Otro personaje de la historia contemporánea argentina puede ser identificado como el precursor del uso del lenguaje obsceno en público: Diego Armando Maradona. De escasos méritos intelectuales, Maradona no aprovechó su éxito deportivo para la superación personal y siempre se comportó como un sujeto arrabalero. Fascinada por su dominio de la pelota, la sociedad toleró al “Diego de todos” sus groserías y de él surgió el personaje del “transgresor”, mal hablado y violador de los códigos sociales de comportamiento, que pronto ocupó un lugar en los medios, especialmente en la televisión.
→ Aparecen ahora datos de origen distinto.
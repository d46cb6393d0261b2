//! Backend bridge: command types and the worker thread that owns the page flows.

pub mod commands;
pub mod runtime;
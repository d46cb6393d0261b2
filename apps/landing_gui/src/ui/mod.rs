//! UI layer for the landing window: page shell, panels, and the scene canvas.

pub mod app;
pub mod scene_view;

pub use app::LandingApp;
El desdeño por las formas, acompañado del lenguaje burdo, contaminó luego a los políticos, que así creyeron estar más cerca de la gente. Según una columnista del diario La Nación, en la década de 1990 (apogeo del menemismo), en las redacciones se abandonó la restricción de citar las malas palabras con puntos suspensivos, como en: h…de p…, y se resolvió poner la versión completa, con el propósito de denunciar el deterioro del discurso político. Esta medida logró aparentemente el objetivo opuesto, al contribuir a hacer más aceptable por la opinión pública el habla grosera, en un círculo vicioso. Bajo el kirchnerismo, la agresividad verbal continuó en aumento, así como el acoso a los periodistas y los medios que, desde la Casa Rosada, se veían como enemigos. Jorge Lanata, el gran periodista fallecido el año pasado, acuñó el término de “grieta” para definir el estado de división y conflicto permanente que afectaba al país, pero aunque volaban los insultos entre los adversarios, no se llegó a los niveles de procacidad y obscenidad verbales a los que hoy llega el jefe del poder Ejecutivo. “Comparada con él, yo soy la condesa de Chikoff”, dijo recientemente la expresidente convicta por corrupción, con referencia a Milei y a la hija de un noble ruso que durante muchos años enseñó buenos modales y cultura social en Buenos Aires.
Al igual que otros intelectuales, Martín Caparrós, quien es uno de los más importantes escritores contemporáneos argentinos y un observador agudo de la realidad nacional, está sorprendido por el deterioro de las normas básicas de convivencia que se refleja en el lenguaje público. En una entrevista publicada la semana pasada por el semanario Perfil, Caparrós dijo: “Por supuesto que hay mucha gente que tiene problemas de conducta y que no puede contener su violencia, su crueldad y todas estas cosas. Lo que no se puede entender es que quince millones de argentinos hayan elegido a uno de esos para gobernarlos y para representarlos. La función del presidente también es representar a todos los ciudadanos de un país. Entonces, si sentimos que ese es el tipo de persona que nos representa, ¿cómo nos vemos a nosotros mismos? Suponemos que somos gente que, a la menor contrariedad, escupe, grita, pega e insulta a todo el que se le cruza”.